## Task description:
Return exactly the lines of the records below, starting at the line that contains "pub fn particles(&self)" and ending at the line that contains "let p = self.params;", with both of those lines kept.

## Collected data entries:

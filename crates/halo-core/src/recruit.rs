//! Loudness-driven recruitment of the inner swarm.
//!
//! Every particle carries a fixed rank in [0, 1). As the shaped loudness
//! rises past a particle's rank the particle activates and is pulled from
//! its base radius toward a small core radius. Particles that collapse
//! inside the (jittered) vanish radius disappear for a while and fade back
//! in, so the center never piles up into a dense flickering blob.
//!
//! ```text
//!   ACTIVE --(a > gate && targetR <= vanishR)--> VANISHED
//!   VANISHED --(cooldown expires)--> RESPAWNING
//!   RESPAWNING --(fade timer expires)--> ACTIVE
//! ```

use glam::{Vec2, Vec3};

use crate::config::HaloConfig;
use crate::constants::{FLOW_OFFSET_SCALE, RECRUIT_SIZE_BOOST};
use crate::layout::ParticleLayout;
use crate::sink::InstanceSink;

#[derive(Clone, Copy, Debug, PartialEq, Eq)]
pub enum ParticlePhase {
    Active,
    Vanished,
    Respawning,
}

#[derive(Clone, Debug, PartialEq)]
pub struct Particle {
    pub base: Vec2,
    pub base_radius: f32,
    pub base_angle: f32,
    pub rank: f32,
    pub vanish_jitter: f32,
    pub cooldown: f32,
    pub respawn_timer: f32,
}

impl Particle {
    pub fn new(base: Vec2, rank: f32, vanish_jitter: f32) -> Self {
        Self {
            base,
            base_radius: base.length(),
            base_angle: base.y.atan2(base.x),
            rank,
            vanish_jitter,
            cooldown: 0.0,
            respawn_timer: 0.0,
        }
    }

    pub fn phase(&self) -> ParticlePhase {
        if self.cooldown > 0.0 {
            ParticlePhase::Vanished
        } else if self.respawn_timer > 0.0 {
            ParticlePhase::Respawning
        } else {
            ParticlePhase::Active
        }
    }
}

/// Per-frame recruitment parameters, resolved from [`HaloConfig`].
#[derive(Clone, Copy, Debug, PartialEq)]
pub struct RecruitParams {
    pub ring_radius: f32,
    pub gamma: f32,
    pub softness: f32,
    pub gravity: f32,
    pub min_core_frac: f32,
    pub vanish_radius_frac: f32,
    pub vanish_guard_frac: f32,
    pub vanish_jitter_frac: f32,
    pub vanish_gate: f32,
    pub reappear_delay: f32,
    pub respawn_fade_in: f32,
    pub flow_speed: f32,
    pub audio_jitter: f32,
    pub wave_speed: f32,
    pub wave_cycles: f32,
}

impl RecruitParams {
    pub fn from_config(cfg: &HaloConfig) -> Self {
        Self {
            ring_radius: cfg.ring_radius,
            gamma: cfg.gamma_loudness,
            softness: cfg.activation_softness,
            gravity: cfg.gravity_strength,
            min_core_frac: cfg.min_core_radius_frac,
            vanish_radius_frac: cfg.vanish_radius_frac,
            vanish_guard_frac: cfg.vanish_guard_frac,
            vanish_jitter_frac: cfg.vanish_jitter_frac,
            vanish_gate: cfg.vanish_gate,
            reappear_delay: cfg.reappear_delay,
            respawn_fade_in: cfg.respawn_fade_in,
            flow_speed: cfg.inner_flow_speed,
            audio_jitter: cfg.inner_audio_jitter,
            wave_speed: cfg.wave_speed,
            wave_cycles: cfg.wave_cycles,
        }
    }

    /// Floor radius fully recruited particles are pulled toward.
    pub fn min_radius(&self) -> f32 {
        self.min_core_frac.max(0.0) * self.ring_radius
    }

    /// Per-particle vanish threshold including the guard band.
    pub fn vanish_radius(&self, jitter: f32) -> f32 {
        let base = self.vanish_radius_frac * self.ring_radius;
        base * (1.0 + jitter * self.vanish_jitter_frac) + self.vanish_guard_frac * self.ring_radius
    }
}

impl Default for RecruitParams {
    fn default() -> Self {
        Self::from_config(&HaloConfig::default())
    }
}

/// Clamped Hermite step. A zero-width band degrades to a hard step at `edge0`.
#[inline]
pub fn smoothstep(edge0: f32, edge1: f32, x: f32) -> f32 {
    let width = edge1 - edge0;
    if width <= f32::EPSILON {
        return if x >= edge0 { 1.0 } else { 0.0 };
    }
    let t = ((x - edge0) / width).clamp(0.0, 1.0);
    t * t * (3.0 - 2.0 * t)
}

/// Recruitment progress of a particle with `rank` at shaped loudness `loud`.
#[inline]
pub fn activation(rank: f32, softness: f32, loud: f32) -> f32 {
    let s = softness.max(0.0);
    smoothstep(rank - s, rank + s, loud)
}

#[inline]
pub fn shape_loudness(level: f32, gamma: f32) -> f32 {
    level.clamp(0.0, 1.0).powf(gamma)
}

#[derive(Clone, Copy, Debug, Default, PartialEq, Eq)]
pub struct SwarmStats {
    pub active: usize,
    pub vanished: usize,
    pub respawning: usize,
}

pub struct Swarm {
    particles: Vec<Particle>,
    params: RecruitParams,
}

impl Swarm {
    pub fn new(layout: &ParticleLayout, params: RecruitParams) -> Self {
        let particles = layout
            .base
            .iter()
            .zip(&layout.rank)
            .zip(&layout.jitter)
            .map(|((base, rank), jitter)| Particle::new(*base, *rank, *jitter))
            .collect();
        Self { particles, params }
    }

    pub fn from_config(cfg: &HaloConfig) -> Self {
        let layout = ParticleLayout::generate(cfg.inner_count, cfg.inner_disc_radius());
        Self::new(&layout, RecruitParams::from_config(cfg))
    }

    pub fn len(&self) -> usize {
        self.particles.len()
    }

    pub fn is_empty(&self) -> bool {
        self.particles.is_empty()
    }

    pub fn particles(&self) -> &[Particle] {
        &self.particles
    }

    pub fn params(&self) -> &RecruitParams {
        &self.params
    }

    pub fn phase(&self, index: usize) -> Option<ParticlePhase> {
        self.particles.get(index).map(Particle::phase)
    }

    /// Advance every particle by `dt` seconds at smoothed loudness `level`
    /// and write its transform into `sink`.
    pub fn step<S: InstanceSink + ?Sized>(
        &mut self,
        level: f32,
        time: f32,
        dt: f32,
        sink: &mut S,
    ) -> SwarmStats {
        let p = self.params;
        let dt = dt.max(0.0);
        let l0 = level.clamp(0.0, 1.0);
        let loud = shape_loudness(l0, p.gamma);
        let phase = time * p.flow_speed;
        let min_r = p.min_radius();
        let pull = p.gravity.clamp(0.0, 1.0);
        let mut stats = SwarmStats::default();

        for (i, part) in self.particles.iter_mut().enumerate() {
            let rest = part.base.extend(0.0);

            if part.cooldown > 0.0 {
                part.cooldown -= dt;
                if part.cooldown <= 0.0 {
                    part.cooldown = 0.0;
                    part.respawn_timer = p.respawn_fade_in;
                }
                sink.set_instance_transform(i, rest, 0.0);
                stats.vanished += 1;
                continue;
            }

            let a = activation(part.rank, p.softness, loud);
            let target_r = part.base_radius + (min_r - part.base_radius) * (pull * a);

            // Only settled particles may vanish; a fade-in always completes.
            let settled = part.respawn_timer <= 0.0;
            if settled && a > p.vanish_gate && target_r <= p.vanish_radius(part.vanish_jitter) {
                part.cooldown = p.reappear_delay;
                sink.set_instance_transform(i, rest, 0.0);
                stats.vanished += 1;
                continue;
            }

            let flowed = flow_position(part, time, phase, l0, &p);
            let ang = flowed.y.atan2(flowed.x);
            let pos = Vec3::new(ang.cos() * target_r, ang.sin() * target_r, 0.0);

            let mut scale = 1.0 + RECRUIT_SIZE_BOOST * a * (0.3 + 0.7 * l0);
            if part.respawn_timer > 0.0 {
                part.respawn_timer = (part.respawn_timer - dt).max(0.0);
                scale *= (1.0 - part.respawn_timer / p.respawn_fade_in).clamp(0.0, 1.0);
                stats.respawning += 1;
            } else {
                stats.active += 1;
            }
            sink.set_instance_transform(i, pos, scale);
        }
        stats
    }
}

// Organic drift: two sinusoidal flow fields plus a loudness-weighted
// tangential jitter riding the travelling wave.
fn flow_position(part: &Particle, time: f32, phase: f32, level: f32, p: &RecruitParams) -> Vec2 {
    let (bx, by) = (part.base.x, part.base.y);
    let theta = part.base_angle;
    let wave = (theta * p.wave_cycles - time * p.wave_speed).sin() * 0.5 + 0.5;

    let nx = 0.32 * (0.85 * bx + 1.2 * by + phase).sin()
        + 0.18 * (1.6 * by - 0.6 * bx + phase * 0.7).cos();
    let ny = 0.32 * (0.95 * bx - 1.0 * by + phase).cos()
        + 0.18 * (1.2 * bx + 0.8 * by + phase * 0.6).sin();

    let j = p.audio_jitter * level * (0.25 + 0.75 * wave);
    Vec2::new(
        bx + nx * FLOW_OFFSET_SCALE - j * theta.sin(),
        by + ny * FLOW_OFFSET_SCALE + j * theta.cos(),
    )
}

#[cfg(test)]
mod tests {
    use super::*;

    #[test]
    fn smoothstep_edges() {
        assert_eq!(smoothstep(0.0, 1.0, -1.0), 0.0);
        assert_eq!(smoothstep(0.0, 1.0, 2.0), 1.0);
        assert!((smoothstep(0.0, 1.0, 0.5) - 0.5).abs() < 1e-6);
    }

    #[test]
    fn zero_width_band_is_a_step() {
        assert_eq!(smoothstep(0.3, 0.3, 0.299), 0.0);
        assert_eq!(smoothstep(0.3, 0.3, 0.3), 1.0);
        assert_eq!(activation(0.5, 0.0, 0.49), 0.0);
        assert_eq!(activation(0.5, 0.0, 0.5), 1.0);
    }

    #[test]
    fn vanish_radius_includes_jitter_and_guard() {
        let p = RecruitParams::default();
        let center = p.vanish_radius(0.0);
        assert!(p.vanish_radius(0.4) > center);
        assert!(p.vanish_radius(-0.4) < center);
        assert!(center > p.vanish_radius_frac * p.ring_radius);
    }

    #[test]
    fn min_radius_is_positive() {
        let p = RecruitParams::default();
        assert!(p.min_radius() > 0.0);
    }
}
// Host-side tests for the deterministic swarm layout.

use halo_core::layout::{ring_angles, sample_disc, LayoutSeeds, ParticleLayout};
use halo_core::Mulberry32;
use rand::rngs::StdRng;
use rand::{Rng, SeedableRng};
use std::f32::consts::{FRAC_PI_2, PI};

#[test]
fn same_count_and_radius_give_identical_layouts() {
    let a = ParticleLayout::generate(1800, 1.96);
    let b = ParticleLayout::generate(1800, 1.96);
    assert_eq!(a, b, "layout must be bit-identical across runs");
}

#[test]
fn smaller_layout_is_a_prefix_of_larger() {
    let small = ParticleLayout::generate(10, 1.0);
    let large = ParticleLayout::generate(20, 1.0);
    assert_eq!(&large.base[..10], &small.base[..]);
    assert_eq!(&large.rank[..10], &small.rank[..]);
    assert_eq!(&large.jitter[..10], &small.jitter[..]);
}

#[test]
fn different_seeds_change_positions() {
    let seeds = LayoutSeeds {
        position: 1,
        ..LayoutSeeds::default()
    };
    let a = ParticleLayout::generate(32, 1.0);
    let b = ParticleLayout::generate_with_seeds(32, 1.0, seeds);
    assert_ne!(a.base, b.base);
    assert_eq!(a.rank, b.rank, "rank stream is independent of position seed");
}

#[test]
fn points_stay_inside_disc_for_random_sizes() {
    let mut rng = StdRng::seed_from_u64(7);
    for _ in 0..50 {
        let n = rng.gen_range(1..400);
        let r = rng.gen_range(0.05f32..5.0);
        let layout = ParticleLayout::generate(n, r);
        assert_eq!(layout.len(), n);
        for p in &layout.base {
            assert!(p.length() <= r * (1.0 + 1e-5), "{} outside radius {}", p.length(), r);
        }
    }
}

#[test]
fn radial_distribution_is_uniform_by_area() {
    let pts = sample_disc(20_000, 1.0, 987_654);
    let inner = pts.iter().filter(|p| p.length() < 0.5).count() as f32 / pts.len() as f32;
    assert!((inner - 0.25).abs() < 0.02, "fraction inside R/2 was {inner}");
}

#[test]
fn ranks_and_jitter_are_in_range() {
    let layout = ParticleLayout::generate(5000, 2.0);
    assert!(layout.rank.iter().all(|r| (0.0..1.0).contains(r)));
    assert!(layout.jitter.iter().all(|j| (-0.5..0.5).contains(j)));
    let mean: f32 = layout.rank.iter().sum::<f32>() / layout.rank.len() as f32;
    assert!((mean - 0.5).abs() < 0.03, "rank mean {mean}");
}

#[test]
fn ring_angles_are_evenly_spaced() {
    let a = ring_angles(4);
    let expected = [0.0, FRAC_PI_2, PI, 3.0 * FRAC_PI_2];
    for (got, want) in a.iter().zip(expected) {
        assert!((got - want).abs() < 1e-6);
    }
}

#[test]
fn mulberry_known_sequence_is_stable() {
    let mut a = Mulberry32::new(42);
    let mut b = Mulberry32::new(42);
    let first: Vec<u32> = (0..8).map(|_| a.next_raw()).collect();
    let second: Vec<u32> = (0..8).map(|_| b.next_raw()).collect();
    assert_eq!(first, second);
    assert!(first.windows(2).all(|w| w[0] != w[1]));
}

## Output:
    pub fn particles(&self) -> &[Particle] {
        &self.particles
    }

    pub fn params(&self) -> &RecruitParams {
        &self.params
    }

    pub fn phase(&self, index: usize) -> Option<ParticlePhase> {
        self.particles.get(index).map(Particle::phase)
    }

    /// Advance every particle by `dt` seconds at smoothed loudness `level`
    /// and write its transform into `sink`.
    pub fn step<S: InstanceSink + ?Sized>(
        &mut self,
        level: f32,
        time: f32,
        dt: f32,
        sink: &mut S,
    ) -> SwarmStats {
        let p = self.params;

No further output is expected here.